Up until two years ago, Nir Bahadur’s farm was barren and empty.
The 54-year-old farmer from rural Udayapur district was hardly utilising his land, sowing only rice and maize every alternate year. His issue? Water. “Our village is located pretty far from the water source; hence it was difficult for us to fetch water even for drinking, let alone for any other purpose,” recalls Nir Bahadur.
What Nir Bahadur is describing is a common issue in hilly villages of Nepal. According to the World Bank, only 28 percent of the total agricultural land in Nepal is irrigated. The major challenge lies in the hilly and mountainous regions where water sources are mostly inaccessible due to the rough topography.
With the construction of Dhangre Rajabas Irrigation Canal, living conditions for over 300 households in Rautamai Rural Municipality have improved dramatically. Community members, who had to travel far to work as labourers or to buy everything from the market, are now making a living right at home - harvesting paddy, maize and vegetables.
In mid 2017, after the canal became functional, Nir Bahadur himself harvested around 200 kilogrammes of peas that year.
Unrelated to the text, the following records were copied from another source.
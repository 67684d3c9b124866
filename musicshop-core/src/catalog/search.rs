use std::{
    sync::{
        atomic::{AtomicU64, Ordering},
        Arc,
    },
    thread,
    time::{Duration, Instant},
};

use crossbeam_channel::{unbounded, Receiver, RecvTimeoutError, Sender};

use crate::{error::Error, product::ReleaseGroup, promise::Promise};

use super::client::{Catalog, SearchResults};

/// Identifies one composite search.  Later searches get larger tags.
pub type SearchTag = u64;

#[derive(Clone, Debug, Eq, PartialEq)]
pub struct SearchRequest {
    pub query: Arc<str>,
    pub group: ReleaseGroup,
}

#[derive(Debug)]
pub struct SearchReport {
    pub tag: SearchTag,
    pub request: SearchRequest,
    pub result: Result<SearchResults, Error>,
}

/// Runs searches on worker threads and hands back only the outcome of the
/// most recently submitted one.  A slow search that finishes after a newer
/// search was submitted is dropped instead of clobbering fresher results.
pub struct SearchService<C: Catalog> {
    catalog: Arc<C>,
    latest: Arc<AtomicU64>,
    report_send: Sender<SearchReport>,
    report_recv: Receiver<SearchReport>,
}

impl<C: Catalog> SearchService<C> {
    pub fn new(catalog: Arc<C>) -> Self {
        let (report_send, report_recv) = unbounded();
        Self {
            catalog,
            latest: Arc::new(AtomicU64::new(0)),
            report_send,
            report_recv,
        }
    }

    pub fn catalog(&self) -> &Arc<C> {
        &self.catalog
    }

    /// Starts a search and supersedes every search submitted before it.
    pub fn submit(&self, query: &str, group: ReleaseGroup) -> SearchTag {
        let tag = self.latest.fetch_add(1, Ordering::SeqCst) + 1;
        let request = SearchRequest {
            query: query.into(),
            group,
        };
        log::info!("search #{} started: {:?} ({})", tag, request.query, group);

        let catalog = self.catalog.clone();
        let latest = self.latest.clone();
        let report_send = self.report_send.clone();
        thread::spawn(move || {
            // Superseded before we even started, skip the round-trips.
            if latest.load(Ordering::SeqCst) != tag {
                log::debug!("search #{} superseded before start", tag);
                return;
            }
            let result = catalog.search(&request.query, request.group);
            if let Err(err) = &result {
                log::warn!("search #{} failed: {}", tag, err);
            }
            let _ = report_send.send(SearchReport {
                tag,
                request,
                result,
            });
        });
        tag
    }

    pub fn latest_tag(&self) -> SearchTag {
        self.latest.load(Ordering::SeqCst)
    }

    pub fn is_current(&self, tag: SearchTag) -> bool {
        self.latest_tag() == tag
    }

    /// Blocks until the report of the latest search arrives.
    pub fn recv(&self) -> Option<SearchReport> {
        loop {
            let report = self.report_recv.recv().ok()?;
            if let Some(report) = self.filter(report) {
                return Some(report);
            }
        }
    }

    /// Like `recv`, but gives up after `timeout`.
    pub fn recv_timeout(&self, timeout: Duration) -> Option<SearchReport> {
        let deadline = Instant::now() + timeout;
        loop {
            let remaining = deadline.saturating_duration_since(Instant::now());
            match self.report_recv.recv_timeout(remaining) {
                Ok(report) => {
                    if let Some(report) = self.filter(report) {
                        return Some(report);
                    }
                }
                Err(RecvTimeoutError::Timeout) | Err(RecvTimeoutError::Disconnected) => {
                    return None;
                }
            }
        }
    }

    /// Returns the current report if one is already waiting.
    pub fn try_recv(&self) -> Option<SearchReport> {
        while let Ok(report) = self.report_recv.try_recv() {
            if let Some(report) = self.filter(report) {
                return Some(report);
            }
        }
        None
    }

    fn filter(&self, report: SearchReport) -> Option<SearchReport> {
        if self.is_current(report.tag) {
            Some(report)
        } else {
            log::debug!(
                "discarding stale search #{} ({:?}), latest is #{}",
                report.tag,
                report.request.query,
                self.latest_tag()
            );
            None
        }
    }
}

/// What a product list screen observes: the text the shopper typed and the
/// results of the search it triggered.
#[derive(Debug, Default)]
pub struct SearchState {
    pub input: String,
    pub results: Promise<SearchResults, SearchTag>,
}

impl SearchState {
    pub fn begin<C: Catalog>(
        &mut self,
        service: &SearchService<C>,
        input: &str,
        group: ReleaseGroup,
    ) -> SearchTag {
        self.input = input.to_string();
        let tag = service.submit(input, group);
        self.results.defer(tag);
        tag
    }

    /// Applies a report if it belongs to the search this state waits for.
    pub fn apply(&mut self, report: SearchReport) -> bool {
        self.results.update((report.tag, report.result))
    }
}
use std::sync::Arc;

use serde::Deserialize;

use crate::{
    config::Pricing,
    product::{Product, ProductDetails},
};

#[derive(Deserialize)]
pub(crate) struct TokenResponse {
    pub access_token: String,
    pub expires_in: Option<u64>,
}

#[derive(Clone, Debug, Deserialize)]
pub(crate) struct Image {
    pub url: Arc<str>,
}

/// One page of a listing.  Only `items` is required, the counters are
/// informational.
#[derive(Deserialize)]
pub(crate) struct Page<T> {
    pub items: Vec<T>,
    #[serde(default)]
    pub total: Option<usize>,
}

#[derive(Deserialize)]
pub(crate) struct ArtistSearchResponse {
    pub artists: Page<ArtistItem>,
}

#[derive(Deserialize)]
pub(crate) struct ArtistItem {
    pub id: Arc<str>,
    pub name: Arc<str>,
    #[serde(default)]
    pub images: Vec<Image>,
}

#[derive(Deserialize)]
pub(crate) struct ReleaseItem {
    pub name: Arc<str>,
    #[serde(default)]
    pub images: Vec<Image>,
    #[serde(default)]
    pub artists: Vec<CreditedArtist>,
    pub release_date: Arc<str>,
    #[serde(rename = "type")]
    pub kind: Arc<str>,
}

#[derive(Deserialize)]
pub(crate) struct CreditedArtist {
    pub name: Arc<str>,
}

/// Artist resolved by a search.  The image is not part of the release
/// listing, so it travels with the artist into `fetch_products`.
#[derive(Clone, Debug, Eq, PartialEq)]
pub struct Artist {
    pub id: Arc<str>,
    pub name: Arc<str>,
    pub image: Arc<str>,
}

impl From<ArtistItem> for Artist {
    fn from(item: ArtistItem) -> Self {
        Self {
            image: first_url(&item.images),
            id: item.id,
            name: item.name,
        }
    }
}

impl ReleaseItem {
    pub fn into_product(self, artist: &Artist, pricing: &Pricing) -> Product {
        let details = ProductDetails {
            image: first_url(&self.images),
            artist_name: self
                .artists
                .first()
                .map_or_else(|| Arc::from(""), |credit| credit.name.clone()),
            artist_image: artist.image.clone(),
            name: self.name,
            release_date: self.release_date,
            kind: self.kind,
        };
        Product::new(details, pricing.price, pricing.stock)
    }
}

fn first_url(images: &[Image]) -> Arc<str> {
    images
        .first()
        .map_or_else(|| Arc::from(""), |image| image.url.clone())
}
In addition, he also grows garlic, tomatoes, cauliflowers, etc and sells the surplus in nearby markets; as do other farmers in the village. Not just that, the villagers have easy access to water for other purposes as well, such as for drinking, bathing, washing, etc.
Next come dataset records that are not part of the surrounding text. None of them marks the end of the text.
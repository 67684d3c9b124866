use std::{error, fmt, io};

#[derive(Debug)]
pub enum Error {
    AuthError(Box<Error>),
    NotFoundError { query: String },
    NetworkError(Box<dyn error::Error + Send>),
    UnexpectedStatus { status: u16 },
    DecodeError(Box<dyn error::Error + Send>),
    IndexError { index: usize, len: usize },
    ConfigError(String),
    IoError(io::Error),
}

#[derive(Copy, Clone, Debug, Eq, PartialEq)]
pub enum ErrorKind {
    Auth,
    NotFound,
    Network,
    Decode,
    Index,
    Config,
    Io,
}

impl Error {
    pub fn kind(&self) -> ErrorKind {
        match self {
            Self::AuthError(_) => ErrorKind::Auth,
            Self::NotFoundError { .. } => ErrorKind::NotFound,
            Self::NetworkError(_) | Self::UnexpectedStatus { .. } => ErrorKind::Network,
            Self::DecodeError(_) => ErrorKind::Decode,
            Self::IndexError { .. } => ErrorKind::Index,
            Self::ConfigError(_) => ErrorKind::Config,
            Self::IoError(_) => ErrorKind::Io,
        }
    }

    /// The classified failure behind an authentication error, or `self`.
    pub fn cause(&self) -> &Error {
        match self {
            Self::AuthError(cause) => cause,
            other => other,
        }
    }

    /// Generic notice shown to the shopper for any catalog failure.
    pub fn user_message(&self) -> &'static str {
        match self.kind() {
            ErrorKind::NotFound => "No artist matched your search.",
            ErrorKind::Index => "That item is no longer in the cart.",
            _ => "Something went wrong while loading the catalog. Please try again.",
        }
    }
}

impl error::Error for Error {}

impl fmt::Display for Error {
    fn fmt(&self, f: &mut fmt::Formatter<'_>) -> fmt::Result {
        match self {
            Self::AuthError(cause) => write!(f, "Authentication failed: {}", cause),
            Self::NotFoundError { query } => write!(f, "No artist found for {:?}", query),
            Self::UnexpectedStatus { status } => write!(f, "Unexpected HTTP status: {}", status),
            Self::IndexError { index, len } => {
                write!(f, "Cart index {} out of bounds (len {})", index, len)
            }
            Self::ConfigError(msg) => write!(f, "Invalid configuration: {}", msg),
            Self::NetworkError(err) | Self::DecodeError(err) => write!(f, "{}", err),
            Self::IoError(err) => write!(f, "{}", err),
        }
    }
}

impl From<io::Error> for Error {
    fn from(err: io::Error) -> Error {
        Error::IoError(err)
    }
}

impl From<ureq::Error> for Error {
    fn from(err: ureq::Error) -> Error {
        match err {
            ureq::Error::StatusCode(status) => Error::UnexpectedStatus { status },
            ureq::Error::Json(err) => Error::DecodeError(Box::new(err)),
            err => Error::NetworkError(Box::new(err)),
        }
    }
}

impl From<serde_json::Error> for Error {
    fn from(err: serde_json::Error) -> Error {
        Error::DecodeError(Box::new(err))
    }
}

impl From<url::ParseError> for Error {
    fn from(err: url::ParseError) -> Error {
        Error::ConfigError(err.to_string())
    }
}

#[cfg(test)]
mod tests {
    use super::*;

    #[test]
    fn status_failures_are_network_errors() {
        let err = Error::from(ureq::Error::StatusCode(503));
        assert_eq!(err.kind(), ErrorKind::Network);
        assert_eq!(err.to_string(), "Unexpected HTTP status: 503");
    }

    #[test]
    fn auth_error_keeps_its_cause() {
        let decode = serde_json::from_str::<u32>("{").unwrap_err();
        let err = Error::AuthError(Box::new(decode.into()));
        assert_eq!(err.kind(), ErrorKind::Auth);
        assert_eq!(err.cause().kind(), ErrorKind::Decode);
        assert!(err.to_string().starts_with("Authentication failed: "));
    }

    #[test]
    fn catalog_failures_share_one_notice() {
        let network = Error::UnexpectedStatus { status: 500 };
        let auth = Error::AuthError(Box::new(Error::UnexpectedStatus { status: 401 }));
        assert_eq!(network.user_message(), auth.user_message());

        let not_found = Error::NotFoundError {
            query: "nobody".to_string(),
        };
        assert_ne!(not_found.user_message(), network.user_message());
    }
}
“The irrigation canal has made it very convenient for us to irrigate our farms all year round. Before, our produce used to hardly sustain us for three months, but now we have enough food throughout the year. Not just that, we also sell vegetables at the local market. It has made a big difference in our lives,” shares Nir Bahadur, who is also the head of the canal’s user committee, consisting of seven members. After the canal was handed over to the community, it became the committee’s responsibility to look after the maintenance of the canal.
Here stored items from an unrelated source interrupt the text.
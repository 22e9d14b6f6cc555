//! A single radar: two concentric ranges and the set of contacts it currently senses.

use serde::{Deserialize, Serialize};

use crate::constants::MAX_UFO_ON_GEOSCAPE;
use crate::error::SensorError;
use crate::types::ContactId;

/// Sensor attached to a base, installation or aircraft.
///
/// `range` is the first-detection radius, `tracking_range` the radius inside
/// which an already detected contact keeps being tracked. Both are
/// great-circle angles in degrees and `tracking_range >= range` always holds.
#[derive(Debug, Clone, Default, PartialEq, Serialize, Deserialize)]
pub struct Radar {
    pub range: f64,
    pub tracking_range: f64,
    /// Level the ranges were last computed for (0 = not functional).
    pub level: u32,
    /// Contacts currently sensed, no duplicates, at most `MAX_UFO_ON_GEOSCAPE`.
    /// Rebuilt after loading, never persisted.
    #[serde(skip)]
    sensored: Vec<ContactId>,
}

impl Radar {
    /// A radar with zero range and nothing sensored.
    pub fn new() -> Self {
        Self::default()
    }

    /// Range multiplier for a radar level: 1 at level 1, +`upgrade_factor` per level above.
    pub fn level_multiplier(level: u32, upgrade_factor: f64) -> f64 {
        1.0 + (level.saturating_sub(1)) as f64 * upgrade_factor
    }

    /// Recompute both ranges for `level`. Level 0 switches the radar off.
    ///
    /// Returns true if the detection range changed, in which case the
    /// caller owns rebuilding any coverage that depends on it.
    pub fn set_range(
        &mut self,
        base_range: f64,
        base_tracking_range: f64,
        level: u32,
        upgrade_factor: f64,
    ) -> bool {
        let old_range = self.range;
        self.level = level;
        if level == 0 {
            self.range = 0.0;
            self.tracking_range = 0.0;
        } else {
            let multiplier = Self::level_multiplier(level, upgrade_factor);
            self.range = (base_range * multiplier).max(0.0);
            self.tracking_range = (base_tracking_range * multiplier).max(self.range);
        }
        (self.range - old_range).abs() > f64::EPSILON
    }

    /// A radar with zero detection range never senses anything.
    pub fn is_operational(&self) -> bool {
        self.range > 0.0
    }

    /// Radius that applies to a contact: tracking range once it has been detected.
    pub fn applicable_range(&self, detected: bool) -> f64 {
        if detected {
            self.tracking_range
        } else {
            self.range
        }
    }

    /// Position of `id` in the sensored set, if present.
    pub fn is_sensored(&self, id: ContactId) -> Option<usize> {
        self.sensored.iter().position(|&c| c == id)
    }

    /// Start sensing `id`.
    pub fn add_contact(&mut self, id: ContactId) -> Result<(), SensorError> {
        if self.is_sensored(id).is_some() {
            return Err(SensorError::AlreadySensored(id));
        }
        if self.sensored.len() >= MAX_UFO_ON_GEOSCAPE {
            return Err(SensorError::Full {
                capacity: MAX_UFO_ON_GEOSCAPE,
            });
        }
        self.sensored.push(id);
        Ok(())
    }

    /// Stop sensing `id`. Returns false if it was not sensored.
    pub fn remove_contact(&mut self, id: ContactId) -> bool {
        match self.is_sensored(id) {
            Some(i) => {
                self.sensored.swap_remove(i);
                true
            }
            None => false,
        }
    }

    /// A contact left the geoscape.
    ///
    /// Drops `id` if present. When the contact was destroyed the registry
    /// compacts, so every sensored index above `id` shifts down by one.
    /// Returns true if `id` was sensored.
    pub fn notify_contact_removed(&mut self, id: ContactId, destroyed: bool) -> bool {
        let removed = self.remove_contact(id);
        if destroyed {
            for other in &mut self.sensored {
                if other.0 > id.0 {
                    other.0 -= 1;
                }
            }
        }
        removed
    }

    /// Drop every index outside `[0, count)`.
    pub fn retain_valid(&mut self, count: usize) -> usize {
        let before = self.sensored.len();
        self.sensored.retain(|id| id.index() < count);
        before - self.sensored.len()
    }

    pub fn sensored(&self) -> &[ContactId] {
        &self.sensored
    }

    pub fn sensored_count(&self) -> usize {
        self.sensored.len()
    }

    pub fn has_contacts(&self) -> bool {
        !self.sensored.is_empty()
    }

    pub fn clear_sensored(&mut self) {
        self.sensored.clear();
    }
}

#[cfg(test)]
mod tests {
    use super::*;
    use crate::constants::{RADAR_BASE_RANGE, RADAR_BASE_TRACKING_RANGE, RADAR_UPGRADE_FACTOR};
    use proptest::prelude::*;

    fn ids(radar: &Radar) -> Vec<u32> {
        let mut v: Vec<u32> = radar.sensored().iter().map(|c| c.0).collect();
        v.sort_unstable();
        v
    }

    #[test]
    fn test_new_radar_is_zeroed() {
        let radar = Radar::new();
        assert_eq!(radar.range, 0.0);
        assert_eq!(radar.tracking_range, 0.0);
        assert_eq!(radar.sensored_count(), 0);
        assert!(!radar.is_operational());
    }

    #[test]
    fn test_level_zero_disables_radar() {
        let mut radar = Radar::new();
        radar.set_range(24.0, 34.0, 2, RADAR_UPGRADE_FACTOR);
        assert!(radar.is_operational());
        let changed = radar.set_range(24.0, 34.0, 0, RADAR_UPGRADE_FACTOR);
        assert!(changed);
        assert_eq!(radar.range, 0.0);
        assert_eq!(radar.tracking_range, 0.0);
    }

    #[test]
    fn test_level_scaling_matches_upgrade_factor() {
        let mut radar = Radar::new();
        radar.set_range(
            RADAR_BASE_RANGE,
            RADAR_BASE_TRACKING_RANGE,
            3,
            RADAR_UPGRADE_FACTOR,
        );
        // 1 + 2 * 0.4 = 1.8
        assert!((radar.range - 24.0 * 1.8).abs() < 1e-9);
        assert!((radar.tracking_range - 34.0 * 1.8).abs() < 1e-9);
    }

    #[test]
    fn test_set_range_reports_change_only_when_range_moves() {
        let mut radar = Radar::new();
        assert!(radar.set_range(10.0, 14.0, 1, 0.4));
        assert!(!radar.set_range(10.0, 14.0, 1, 0.4));
    }

    #[test]
    fn test_add_contact_rejects_duplicate() {
        let mut radar = Radar::new();
        assert!(radar.add_contact(ContactId(2)).is_ok());
        assert_eq!(
            radar.add_contact(ContactId(2)),
            Err(SensorError::AlreadySensored(ContactId(2)))
        );
        assert_eq!(radar.sensored_count(), 1);
        assert_eq!(radar.is_sensored(ContactId(2)), Some(0));
        assert_eq!(radar.is_sensored(ContactId(3)), None);
    }

    #[test]
    fn test_add_contact_fails_when_full() {
        let mut radar = Radar::new();
        for i in 0..MAX_UFO_ON_GEOSCAPE as u32 {
            radar.add_contact(ContactId(i)).unwrap();
        }
        assert_eq!(
            radar.add_contact(ContactId(99)),
            Err(SensorError::Full {
                capacity: MAX_UFO_ON_GEOSCAPE
            })
        );
        assert_eq!(radar.sensored_count(), MAX_UFO_ON_GEOSCAPE);
    }

    #[test]
    fn test_remove_missing_contact_is_noop() {
        let mut radar = Radar::new();
        radar.add_contact(ContactId(1)).unwrap();
        assert!(!radar.remove_contact(ContactId(5)));
        assert_eq!(ids(&radar), vec![1]);
        assert!(radar.remove_contact(ContactId(1)));
        assert!(!radar.has_contacts());
    }

    #[test]
    fn test_destroyed_contact_renumbers_higher_indices() {
        let mut radar = Radar::new();
        radar.add_contact(ContactId(1)).unwrap();
        radar.add_contact(ContactId(3)).unwrap();
        assert!(radar.notify_contact_removed(ContactId(1), true));
        assert_eq!(ids(&radar), vec![2]);
    }

    #[test]
    fn test_hidden_contact_does_not_renumber() {
        let mut radar = Radar::new();
        radar.add_contact(ContactId(1)).unwrap();
        radar.add_contact(ContactId(3)).unwrap();
        assert!(radar.notify_contact_removed(ContactId(1), false));
        assert_eq!(ids(&radar), vec![3]);
    }

    #[test]
    fn test_destroyed_contact_renumbers_even_when_not_held() {
        let mut radar = Radar::new();
        radar.add_contact(ContactId(0)).unwrap();
        radar.add_contact(ContactId(4)).unwrap();
        assert!(!radar.notify_contact_removed(ContactId(2), true));
        assert_eq!(ids(&radar), vec![0, 3]);
    }

    #[test]
    fn test_retain_valid_drops_stale_indices() {
        let mut radar = Radar::new();
        radar.add_contact(ContactId(0)).unwrap();
        radar.add_contact(ContactId(5)).unwrap();
        assert_eq!(radar.retain_valid(3), 1);
        assert_eq!(ids(&radar), vec![0]);
    }

    #[test]
    fn test_sensored_set_is_not_serialized() {
        let mut radar = Radar::new();
        radar.set_range(24.0, 34.0, 1, 0.4);
        radar.add_contact(ContactId(0)).unwrap();
        let json = serde_json::to_string(&radar).unwrap();
        let back: Radar = serde_json::from_str(&json).unwrap();
        assert_eq!(back.range, 24.0);
        assert_eq!(back.sensored_count(), 0);
    }

    proptest! {
        #[test]
        fn prop_range_monotonic_in_level(
            base in 0.1f64..90.0,
            extra in 0.0f64..30.0,
            l1 in 1u32..10,
            step in 1u32..10,
        ) {
            let mut a = Radar::new();
            let mut b = Radar::new();
            a.set_range(base, base + extra, l1, RADAR_UPGRADE_FACTOR);
            b.set_range(base, base + extra, l1 + step, RADAR_UPGRADE_FACTOR);
            prop_assert!(b.range > a.range);
        }

        #[test]
        fn prop_tracking_range_dominates(
            base in 0.0f64..90.0,
            tracking in 0.0f64..90.0,
            level in 1u32..10,
        ) {
            let mut radar = Radar::new();
            radar.set_range(base, tracking, level, RADAR_UPGRADE_FACTOR);
            prop_assert!(radar.tracking_range >= radar.range);
        }

        #[test]
        fn prop_add_is_idempotent(id in 0u32..8, repeats in 1usize..5) {
            let mut radar = Radar::new();
            for _ in 0..repeats {
                let _ = radar.add_contact(ContactId(id));
            }
            prop_assert_eq!(radar.sensored_count(), 1);
        }
    }
}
The construction of the Dhangre Rajabas Irrigation Canal was carried out with the financial support of World Vision, and with technical support from Nepal Social Development and People Empowerment Centre, Udayapur. The local government agencies also contributed some amount during the construction period, and 61 individuals from 14 households provided labour support.
The 81-metre long canal today irrigates around five hectares of land which had been lying barren until the canal came into operation in mid 2017.
“Our village was missing a link to the water source. Because of this everyone was suffering. The irrigation canal has not only made us self-sufficient, but our produce is reaching far places,” beams Nir Bahadur.